** Data to examine follows **
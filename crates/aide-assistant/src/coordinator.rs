//! Response coordination.
//!
//! Executes commands against the external collaborators and renders the
//! result as text plus best-effort speech. Collaborator failures never
//! escape: each one is logged and rendered as a user-facing message.

use std::future::Future;
use std::sync::Arc;
use std::time::Duration;

use aide_core::{AssistantError, Command, NewsItem, Notification, Result, SessionConfig};
use aide_reminders::ReminderStore;
use aide_services::http::client_for;
use aide_services::{
    CommandSpeaker, FeedSource, Geocoder, LogSpeaker, NominatimGeocoder, OpenMeteoClient,
    RssFeed, SpeechSynthesizer, WeatherService,
};
use tracing::{debug, info, warn};

const WEATHER_UNAVAILABLE: &str = "Weather service is currently unavailable.";
const NEWS_UNAVAILABLE: &str = "News service is currently unavailable.";
const BRIEFING_PREAMBLE: &str = "Here are the top headlines. ";
const REMINDER_PROMPT: &str =
    "I couldn't catch the time. Please say something like 'remind me in 2 minutes to take tea'.";
const USAGE_HINT: &str =
    "Try: 'Weather in Kannur', 'Latest News', or 'Remind me in 1 minute to check email'.";

/// Something the coordinator can respond to.
#[derive(Debug, Clone, PartialEq)]
pub enum Input {
    Command(Command),
    Notification(Notification),
}

impl From<Command> for Input {
    fn from(command: Command) -> Self {
        Input::Command(command)
    }
}

impl From<Notification> for Input {
    fn from(notification: Notification) -> Self {
        Input::Notification(notification)
    }
}

/// What kind of response was rendered.
#[derive(Debug, Clone, Copy, PartialEq, Eq)]
pub enum ResponseKind {
    Weather,
    News,
    ReminderSet,
    ReminderPrompt,
    /// A fired reminder.
    Toast,
    /// Nothing actionable was recognized.
    Ignored,
}

/// Human-readable result of handling one input.
#[derive(Debug, Clone, PartialEq)]
pub struct RenderedResponse {
    pub kind: ResponseKind,

    /// Displayed text. For speakable kinds this is also what was spoken.
    pub text: String,

    /// Headlines, for news briefings.
    pub items: Vec<NewsItem>,

    /// True when the speech collaborator accepted the text.
    pub spoken: bool,
}

impl RenderedResponse {
    fn text(kind: ResponseKind, text: impl Into<String>) -> Self {
        Self {
            kind,
            text: text.into(),
            items: Vec::new(),
            spoken: false,
        }
    }

    fn with_items(mut self, items: Vec<NewsItem>) -> Self {
        self.items = items;
        self
    }
}

/// The external collaborators a coordinator talks to.
#[derive(Clone)]
pub struct Collaborators {
    pub geocoder: Arc<dyn Geocoder>,
    pub weather: Arc<dyn WeatherService>,
    pub feed: Arc<dyn FeedSource>,
    pub speaker: Arc<dyn SpeechSynthesizer>,
}

impl Collaborators {
    /// Production collaborators described by `config`.
    pub fn from_config(config: &SessionConfig) -> Result<Self> {
        let http_client = client_for(config)?;

        let speaker: Arc<dyn SpeechSynthesizer> = match &config.speech_command {
            Some(command) => Arc::new(CommandSpeaker::from_command_line(command)?),
            None => Arc::new(LogSpeaker),
        };

        Ok(Self {
            geocoder: Arc::new(NominatimGeocoder::new(&config.geocoder_url, http_client.clone())),
            weather: Arc::new(OpenMeteoClient::new(&config.weather_url, http_client.clone())),
            feed: Arc::new(RssFeed::new(http_client)),
            speaker,
        })
    }
}

/// Turns commands and notifications into rendered responses.
pub struct ResponseCoordinator {
    collaborators: Collaborators,
    feed_url: String,
    timeout: Duration,
}

impl ResponseCoordinator {
    /// Create a coordinator over the given collaborators.
    pub fn new(collaborators: Collaborators, config: &SessionConfig) -> Self {
        Self {
            collaborators,
            feed_url: config.feed_url.clone(),
            timeout: config.request_timeout(),
        }
    }

    /// Create a coordinator with the production collaborators.
    pub fn from_config(config: &SessionConfig) -> Result<Self> {
        Ok(Self::new(Collaborators::from_config(config)?, config))
    }

    /// Handle one command or notification.
    ///
    /// The store is only touched synchronously, before any await, so a
    /// reminder is fully added or not at all.
    pub async fn respond(&self, input: impl Into<Input>, store: &mut ReminderStore) -> RenderedResponse {
        match input.into() {
            Input::Command(command) => {
                debug!("Handling {} intent", command.intent());
                match command {
                    Command::WeatherQuery { city } => self.weather_report(&city).await,
                    Command::NewsBriefing { limit } => self.news_briefing(limit).await,
                    Command::ReminderRequest { minutes, task } => {
                        let response = set_reminder(store, minutes, &task);
                        self.spoken(response).await
                    }
                    Command::ReminderParseFailed { raw, reason } => {
                        info!("Could not parse reminder '{}': {}", raw, reason);
                        let prompt = RenderedResponse::text(ResponseKind::ReminderPrompt, REMINDER_PROMPT);
                        self.spoken(prompt).await
                    }
                    Command::Unrecognized { raw } => {
                        debug!("Ignoring unrecognized utterance '{}'", raw);
                        RenderedResponse::text(ResponseKind::Ignored, USAGE_HINT)
                    }
                }
            }
            Input::Notification(notification) => {
                self.spoken(RenderedResponse::text(ResponseKind::Toast, notification.text))
                    .await
            }
        }
    }

    async fn weather_report(&self, city: &str) -> RenderedResponse {
        let text = match self.lookup_temperature(city).await {
            Ok(temperature) => format!(
                "The current temperature in {} is {}°C.",
                city,
                format_temperature(temperature)
            ),
            Err(AssistantError::LookupNotFound { .. }) => {
                format!("I couldn't find a location named {}.", city)
            }
            Err(e) => {
                warn!("Weather lookup for '{}' failed: {}", city, e);
                WEATHER_UNAVAILABLE.to_string()
            }
        };

        self.spoken(RenderedResponse::text(ResponseKind::Weather, text)).await
    }

    async fn lookup_temperature(&self, city: &str) -> Result<f64> {
        let coords = self
            .bounded("geocoder", self.collaborators.geocoder.resolve(city))
            .await?
            .ok_or_else(|| AssistantError::LookupNotFound {
                query: city.to_string(),
            })?;

        let forecast = self
            .bounded("weather service", self.collaborators.weather.forecast(coords))
            .await?;

        Ok(forecast.temperature)
    }

    async fn news_briefing(&self, limit: usize) -> RenderedResponse {
        let fetched = self
            .bounded("news feed", self.collaborators.feed.fetch(&self.feed_url))
            .await;

        match fetched {
            Ok(mut items) => {
                items.truncate(limit);
                let briefing = briefing(&items);
                self.spoken(RenderedResponse::text(ResponseKind::News, briefing).with_items(items))
                    .await
            }
            Err(e) => {
                warn!("News fetch from {} failed: {}", self.feed_url, e);
                self.spoken(RenderedResponse::text(ResponseKind::News, NEWS_UNAVAILABLE))
                    .await
            }
        }
    }

    /// Speak the response text, degrading to text-only on any failure.
    async fn spoken(&self, mut response: RenderedResponse) -> RenderedResponse {
        response.spoken = match self
            .bounded("speech synthesis", self.collaborators.speaker.speak(&response.text))
            .await
        {
            Ok(()) => true,
            Err(e) => {
                warn!("Speech failed, falling back to text only: {}", e);
                false
            }
        };
        response
    }

    /// Run an external call under the session's request timeout.
    async fn bounded<T>(&self, service: &str, call: impl Future<Output = Result<T>>) -> Result<T> {
        tokio::time::timeout(self.timeout, call)
            .await
            .map_err(|_| AssistantError::Timeout {
                duration_ms: self.timeout.as_millis() as u64,
                message: format!("{} did not respond", service),
            })?
    }
}

fn set_reminder(store: &mut ReminderStore, minutes: u32, task: &str) -> RenderedResponse {
    let id = store.add(task, minutes);
    info!("⏰ Reminder {} set for '{}' in {} minutes", id, task, minutes);

    RenderedResponse::text(
        ResponseKind::ReminderSet,
        format!("Set a reminder for {} in {} minutes.", task, minutes),
    )
}

/// Spoken summary enumerating each headline with a 1-based ordinal.
fn briefing(items: &[NewsItem]) -> String {
    items
        .iter()
        .enumerate()
        .fold(BRIEFING_PREAMBLE.to_string(), |mut text, (i, item)| {
            text.push_str(&format!("Headline {}: {}. ", i + 1, item.title));
            text
        })
}

/// Whole temperatures keep one decimal place ("12.0"), others print as-is.
fn format_temperature(temperature: f64) -> String {
    if temperature.is_finite() && temperature.fract() == 0.0 {
        format!("{:.1}", temperature)
    } else {
        temperature.to_string()
    }
}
** End of Data to examine **
[Your assignment] Write out exactly the lines between the start of the entries and the line containing "const USAGE_HINT: &str", including that line and the first one.

[Answer]
filename crates/aide-assistant/src/coordinator.rs
//! Response coordination.
//!
//! Executes commands against the external collaborators and renders the
//! result as text plus best-effort speech. Collaborator failures never
//! escape: each one is logged and rendered as a user-facing message.

use std::future::Future;
use std::sync::Arc;
use std::time::Duration;

use aide_core::{AssistantError, Command, NewsItem, Notification, Result, SessionConfig};
use aide_reminders::ReminderStore;
use aide_services::http::client_for;
use aide_services::{
    CommandSpeaker, FeedSource, Geocoder, LogSpeaker, NominatimGeocoder, OpenMeteoClient,
    RssFeed, SpeechSynthesizer, WeatherService,
};
use tracing::{debug, info, warn};

const WEATHER_UNAVAILABLE: &str = "Weather service is currently unavailable.";
const NEWS_UNAVAILABLE: &str = "News service is currently unavailable.";
const BRIEFING_PREAMBLE: &str = "Here are the top headlines. ";
const REMINDER_PROMPT: &str =
    "I couldn't catch the time. Please say something like 'remind me in 2 minutes to take tea'.";
const USAGE_HINT: &str =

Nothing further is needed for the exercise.